Heran Diana ini.. Padahal pipi berisi makanan itu masih dengan kunyahannya, tapi tak henti-hentinya mengeluarkan kata. Gak pegel memangnya?

"Entar gue beneran kecebur lu nanges." Kata Zafran. Dia sedang asyik main game sebenarnya. Tapi masih sempat juga untuk menggoda adiknya.

"Ngapain nangis? Ketawa paling pertama gue."
Balas Kafka tak ada habisnya. Yang tua menggeleng. Danish kini fungsinya membekap mulut sulungnya yang semakin ada aja idenya, sementara Diana mengalihkan atensi bungsunya untuk tidak terus menanggapi Abangnya.

"Coba, Mama mau cicip." Dirinya tersenyum, menerima suapan bungsunya yang menyuapinya. Dia senang sekali, anaknya sudah jauh lebih baik dari kemarin yang rasanya Diana sudah hampir gila ketika tau anaknya masuk ICU tiba-tiba.

"Adek ngerasa lebih enak nggak badannya?" Tanya Diana. Dia mengelus pipi anaknya yang tengah mengunyah itu.

"Iya Ma.. Masih berat sedikit napasnya, tapi aman. Doain adek biar cepet pulih ya, Ma. Mau pulang aja, nggak enak di sini." Sembari membetulkan nasal kanulnya yang bertengger, Kafka mengatakan ini pada Mamanya.

"Mama yakin, kalo adek semangat, adek pasti cepet pulih.. Mama minta adek semangat. Banyak nak, pasien yang sembuh dari penyakit ini karna pikiran positifnya,"

"Jangan kayak kemarin lagi. Emang mau ngeliat Mama nangisin adek?" Kafka menggeleng tegas. Mendengar curhatan dari Abangnya tentang keluarganya yang seharian kalut aja dirinya sedih mendengarnya. Maka dari itu, dia berusaha mempertahankan moodnya menjadi anak yang tidak gampang marah.. kecuali sama Abangnya sih, maaf..

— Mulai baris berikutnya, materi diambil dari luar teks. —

//! 页面客户端接口 - 基础设施层
//!
//! 对浏览器会话的全部操作都走这个接口，
//! 状态机不直接接触 chromiumoxide，测试时可以替换为假实现

use crate::error::AppResult;
use async_trait::async_trait;
use std::time::Duration;

/// 对页面元素执行的动作
#[derive(Debug, Clone, Copy, PartialEq, Eq)]
pub enum Interaction {
    /// 点击元素
    Click,
    /// 向元素发送回车键
    SendEnter,
}

/// 页面客户端
///
/// 职责：
/// - 持有唯一的浏览器会话资源
/// - 只暴露导航 / 等待 / 读取 / 交互 / 关闭能力
/// - 不认识日志 / 阵容 / 导出流程
#[async_trait]
pub trait PageClient: Send + Sync {
    /// 发起页面加载，返回时不保证内容就绪
    async fn navigate(&self, url: &str) -> AppResult<()>;

    /// 阻塞等待匹配选择器的元素出现在 DOM 中
    ///
    /// 超时返回 `ElementNotFound`
    async fn wait_for(&self, selector: &str, timeout: Duration) -> AppResult<()>;

    /// 读取当前页面的完整 DOM 序列化文本
    async fn read_page(&self) -> AppResult<String>;

    /// 读取浏览器当前地址
    async fn current_url(&self) -> AppResult<String>;

    /// 定位元素并执行动作
    ///
    /// 元素不存在返回 `ElementNotFound`；
    /// 定位后引用失效返回 `StaleElement`（实现内部会按配置自动重试）
    async fn interact(&self, selector: &str, action: Interaction) -> AppResult<()>;

    /// 关闭浏览器会话
    ///
    /// 幂等：重复调用或失败后调用都是安全的
    async fn shutdown(&self) -> AppResult<()>;
}
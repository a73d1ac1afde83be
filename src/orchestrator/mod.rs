pub mod batch_runner;

pub use batch_runner::{run_batch, App, BatchStats, LogOutcome};
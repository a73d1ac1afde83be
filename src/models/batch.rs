use crate::models::encounter::EncounterFilter;

/// 一条待处理的日志
///
/// 由调用方提供后不再修改
#[derive(Debug, Clone)]
pub struct LogTarget {
    /// 日志查看页 URL
    pub url: String,
    /// 战斗筛选类型（整个批次共用）
    pub filter: EncounterFilter,
}

/// 一次批处理任务
#[derive(Debug, Clone)]
pub struct BatchJob {
    /// 待处理的日志列表
    pub logs: Vec<LogTarget>,
    /// 战斗筛选类型
    pub filter: EncounterFilter,
    /// 是否以无头模式启动浏览器
    pub headless: bool,
}
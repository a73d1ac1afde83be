//! 有界重试
//!
//! 页面重新渲染会让已定位的元素引用失效，这类失败是瞬时的，
//! 统一在这里按配置的次数重试，而不是在各个调用点各写一份

use crate::error::{AppError, AppResult, PageError};
use std::future::Future;
use tracing::warn;

/// 对元素失效错误进行最多 `limit` 次额外尝试
///
/// 其他错误不重试，直接返回
pub async fn retry_on_stale<T, F, Fut>(limit: usize, mut op: F) -> AppResult<T>
where
    F: FnMut() -> Fut,
    Fut: Future<Output = AppResult<T>>,
{
    let mut attempt = 0;
    loop {
        match op().await {
            Err(AppError::Page(PageError::StaleElement { selector, .. })) if attempt < limit => {
                attempt += 1;
                warn!(
                    "元素引用已失效 ({}), 重新定位后重试 {}/{}",
                    selector, attempt, limit
                );
            }
            other => return other,
        }
    }
}

#[cfg(test)]
mod tests {
    use super::*;
    use std::cell::Cell;
    use std::io;

    fn stale() -> AppError {
        AppError::stale_element(
            ".buttons-csv",
            io::Error::new(io::ErrorKind::Other, "node detached"),
        )
    }

    #[test]
    fn test_succeeds_after_one_stale() {
        let calls = Cell::new(0);
        let result: AppResult<u32> = tokio_test::block_on(retry_on_stale(1, || {
            calls.set(calls.get() + 1);
            let attempt = calls.get();
            async move {
                if attempt == 1 {
                    Err(stale())
                } else {
                    Ok(7)
                }
            }
        }));

        assert_eq!(result.unwrap(), 7);
        assert_eq!(calls.get(), 2);
    }

    #[test]
    fn test_exhausts_retry_limit() {
        let calls = Cell::new(0);
        let result: AppResult<u32> = tokio_test::block_on(retry_on_stale(1, || {
            calls.set(calls.get() + 1);
            async { Err(stale()) }
        }));

        assert!(matches!(
            result,
            Err(AppError::Page(PageError::StaleElement { .. }))
        ));
        assert_eq!(calls.get(), 2);
    }

    #[test]
    fn test_other_errors_not_retried() {
        let calls = Cell::new(0);
        let result: AppResult<u32> = tokio_test::block_on(retry_on_stale(3, || {
            calls.set(calls.get() + 1);
            async {
                Err(AppError::element_not_found(
                    ".buttons-csv",
                    std::time::Duration::from_secs(10),
                ))
            }
        }));

        assert!(matches!(
            result,
            Err(AppError::Page(PageError::ElementNotFound { .. }))
        ));
        assert_eq!(calls.get(), 1);
    }

    #[test]
    fn test_zero_limit_fails_immediately() {
        let calls = Cell::new(0);
        let result: AppResult<u32> = tokio_test::block_on(retry_on_stale(0, || {
            calls.set(calls.get() + 1);
            async { Err(stale()) }
        }));

        assert!(result.is_err());
        assert_eq!(calls.get(), 1);
    }
}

"Jelek Mama kalo nangis." Diana mendengus. Mencubit pipi itu pelan.

"Hehehe, maaf. Ma, tapi aku kenyang deh. Masih banyak tapi ininya. Taruh kulkas dulu aja gimana? Nanti malem deh adek lanjut lagi."

"Buat gue boleh gak?"

"Gak!" Zafran mendengus.. Memang adeknya ini kalo dengan dirinya emosyian betul. Melirik malas melihat Papanya yang terbahak di sampingnya.